Transformation durch Musik

Am vergangenen Sonntag endete das Leipziger Bachfest

  Transformation durch Musik | Am vergangenen Sonntag endete das Leipziger Bachfest  Foto: Bachfest Leipzig/Gert Mothes

Unter dem Motto »Transformation« feierte Leipzig mit über 200 Veranstaltungen vom 12. bis 22. Juni das Bachfest, dessen Veranstaltungen zu 90 Prozent ausgelastet waren. Besucher aus 53 Nationen konnten täglich von 9 Uhr morgens bis in die späten Abendstunden hinein Musik hören. Anja Kleinmichel besuchte für den kreuzer einige Veranstaltungen.

Jubelnder und anhaltender Applaus entlädt sich am Sonntagabend nach dem »Dona nobis Pacem« der h-Moll Messe in der Thomaskirche. In der Begeisterung mischen sich Dankbarkeit und Verehrung für Johann Sebastian Bachs Musik, für die herausragenden Interpreten Ton Koopman und sein Ensemble, das Amsterdam Baroque Orchestra and Choir, für die Sopranistin Hana Blažíková und die anderen Solisten.
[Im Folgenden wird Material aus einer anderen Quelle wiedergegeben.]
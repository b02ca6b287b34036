use bevy::math::Vec3;

/// Camera pose at startup, an angled view of the Earth-Moon system.
pub const CAMERA_START_POSITION: Vec3 = Vec3::new(30.0, 20.0, 90.0);
pub const CAMERA_FOV_DEGREES: f32 = 60.0;
pub const CAMERA_NEAR: f32 = 0.1;
pub const CAMERA_FAR: f32 = 2000.0;

/// Used when a direction cannot be normalized (zero or non-finite vector).
pub const FALLBACK_DIRECTION: Vec3 = Vec3::Y;

/// Polar angle is kept this far from the poles so the orbit basis stays defined.
pub const ORBIT_POLAR_MARGIN: f32 = 0.01;
/// Pan distance per input unit, relative to the camera's distance from its target.
pub const PAN_DISTANCE_SCALE: f32 = 0.001;

// Focus presets
pub const EARTH_VIEW_POSITION: Vec3 = Vec3::new(100.0, 80.0, 100.0);
pub const OVERVIEW_POSITION: Vec3 = Vec3::new(200.0, 150.0, 200.0);
/// NEO framing: camera sits this far behind the object, on the side away from Earth.
pub const FRAMED_FOCUS_DISTANCE: f32 = 40.0;
pub const FRAMED_FOCUS_NUDGE: Vec3 = Vec3::new(5.0, 8.0, 5.0);

/// Frames arriving within this much of the cap interval still count.
pub const FRAME_INTERVAL_TOLERANCE_MS: f32 = 0.5;

// Sun orbit supplying the daylight direction
pub const SUN_ORBIT_RADIUS: f32 = 200.0;
pub const SUN_ORBIT_RADIANS_PER_SEC: f32 = 0.1;
pub const SUN_ILLUMINANCE: f32 = 10_000.0;

/// Pointer travel in pixels below which a press-release counts as a click.
pub const CLICK_DRAG_TOLERANCE_PX: f32 = 4.0;
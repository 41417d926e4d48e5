//! Seam for vendor-supplied batched-multiply libraries.
//!
//! A binding is registered on the [`GemmHandle`](crate::GemmHandle) and
//! invoked, never reimplemented. Scalar types outside a binding's support
//! matrix surface [`GemmError::UnsupportedAlgorithm`].

use crate::error::{GemmError, Result};
use bk_core::{BatchMatrix, BatchMatrixMut, F32x4, Scalar, Trans};
use half::f16;
use std::fmt::Debug;

/// A vendor-optimized batched GEMM routine.
///
/// Implementations accept the same operand contract as the built-in
/// kernels: `C_i = alpha * op(A_i) * op(B_i) + beta * C_i`, with shapes and
/// layouts already validated by the selector. The default method bodies
/// declare a scalar type unsupported; bindings override what their support
/// matrix covers.
#[allow(clippy::too_many_arguments)]
pub trait VendorBatchedGemm: Send + Sync + Debug {
    /// Binding name, used in error reports.
    fn name(&self) -> &str;

    fn gemm_f32(
        &self,
        _trans_a: Trans,
        _trans_b: Trans,
        _alpha: f32,
        _a: &BatchMatrix<'_, f32>,
        _b: &BatchMatrix<'_, f32>,
        _beta: f32,
        _c: &mut BatchMatrixMut<'_, f32>,
    ) -> Result<()> {
        Err(unsupported_scalar(self.name(), "f32"))
    }

    fn gemm_f64(
        &self,
        _trans_a: Trans,
        _trans_b: Trans,
        _alpha: f64,
        _a: &BatchMatrix<'_, f64>,
        _b: &BatchMatrix<'_, f64>,
        _beta: f64,
        _c: &mut BatchMatrixMut<'_, f64>,
    ) -> Result<()> {
        Err(unsupported_scalar(self.name(), "f64"))
    }
}

fn unsupported_scalar(binding: &str, scalar: &str) -> GemmError {
    GemmError::UnsupportedAlgorithm(format!(
        "vendor-library binding '{binding}' does not support {scalar} operands"
    ))
}

/// Routes a generic scalar type to the matching vendor entry point.
///
/// Implemented for every [`Scalar`] this crate ships; packed and
/// half-precision operands are outside every vendor support matrix here.
#[allow(clippy::too_many_arguments)]
pub trait VendorDispatch: Scalar {
    fn vendor_gemm(
        vendor: &dyn VendorBatchedGemm,
        trans_a: Trans,
        trans_b: Trans,
        alpha: Self,
        a: &BatchMatrix<'_, Self>,
        b: &BatchMatrix<'_, Self>,
        beta: Self,
        c: &mut BatchMatrixMut<'_, Self>,
    ) -> Result<()>;
}

impl VendorDispatch for f32 {
    fn vendor_gemm(
        vendor: &dyn VendorBatchedGemm,
        trans_a: Trans,
        trans_b: Trans,
        alpha: Self,
        a: &BatchMatrix<'_, Self>,
        b: &BatchMatrix<'_, Self>,
        beta: Self,
        c: &mut BatchMatrixMut<'_, Self>,
    ) -> Result<()> {
        vendor.gemm_f32(trans_a, trans_b, alpha, a, b, beta, c)
    }
}

impl VendorDispatch for f64 {
    fn vendor_gemm(
        vendor: &dyn VendorBatchedGemm,
        trans_a: Trans,
        trans_b: Trans,
        alpha: Self,
        a: &BatchMatrix<'_, Self>,
        b: &BatchMatrix<'_, Self>,
        beta: Self,
        c: &mut BatchMatrixMut<'_, Self>,
    ) -> Result<()> {
        vendor.gemm_f64(trans_a, trans_b, alpha, a, b, beta, c)
    }
}

impl VendorDispatch for f16 {
    fn vendor_gemm(
        vendor: &dyn VendorBatchedGemm,
        _trans_a: Trans,
        _trans_b: Trans,
        _alpha: Self,
        _a: &BatchMatrix<'_, Self>,
        _b: &BatchMatrix<'_, Self>,
        _beta: Self,
        _c: &mut BatchMatrixMut<'_, Self>,
    ) -> Result<()> {
        Err(unsupported_scalar(vendor.name(), "f16"))
    }
}

impl VendorDispatch for F32x4 {
    fn vendor_gemm(
        vendor: &dyn VendorBatchedGemm,
        _trans_a: Trans,
        _trans_b: Trans,
        _alpha: Self,
        _a: &BatchMatrix<'_, Self>,
        _b: &BatchMatrix<'_, Self>,
        _beta: Self,
        _c: &mut BatchMatrixMut<'_, Self>,
    ) -> Result<()> {
        Err(unsupported_scalar(vendor.name(), "packed"))
    }
}

#[cfg(test)]
mod tests {
    use super::*;

    #[derive(Debug)]
    struct EmptyBinding;

    impl VendorBatchedGemm for EmptyBinding {
        fn name(&self) -> &str {
            "empty"
        }
    }

    #[test]
    fn test_defaults_report_unsupported() {
        let binding = EmptyBinding;
        let a_data = vec![0.0f32; 4];
        let b_data = vec![0.0f32; 4];
        let mut c_data = vec![0.0f32; 4];
        let a = BatchMatrix::row_major(&a_data, 1, 2, 2).unwrap();
        let b = BatchMatrix::row_major(&b_data, 1, 2, 2).unwrap();
        let mut c = BatchMatrixMut::row_major(&mut c_data, 1, 2, 2).unwrap();
        let err = binding
            .gemm_f32(
                Trans::NoTranspose,
                Trans::NoTranspose,
                1.0,
                &a,
                &b,
                0.0,
                &mut c,
            )
            .unwrap_err();
        assert!(err.to_string().contains("empty"));
        assert!(err.to_string().contains("f32"));
    }
}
Inbegriffen ist in Applaus dieser Qualität während der vergangenen Tage immer auch Anerkennung für das Lebenswerk der Pioniergeneration der historischen Aufführungspraxis. Zu ihr gehört an vorderster Stelle ebenso John Eliot Gardiner, der mit seinen 2024 neu gegründeten Ensembles The Constellation Orchestra und The Constellation Choir zu erleben war.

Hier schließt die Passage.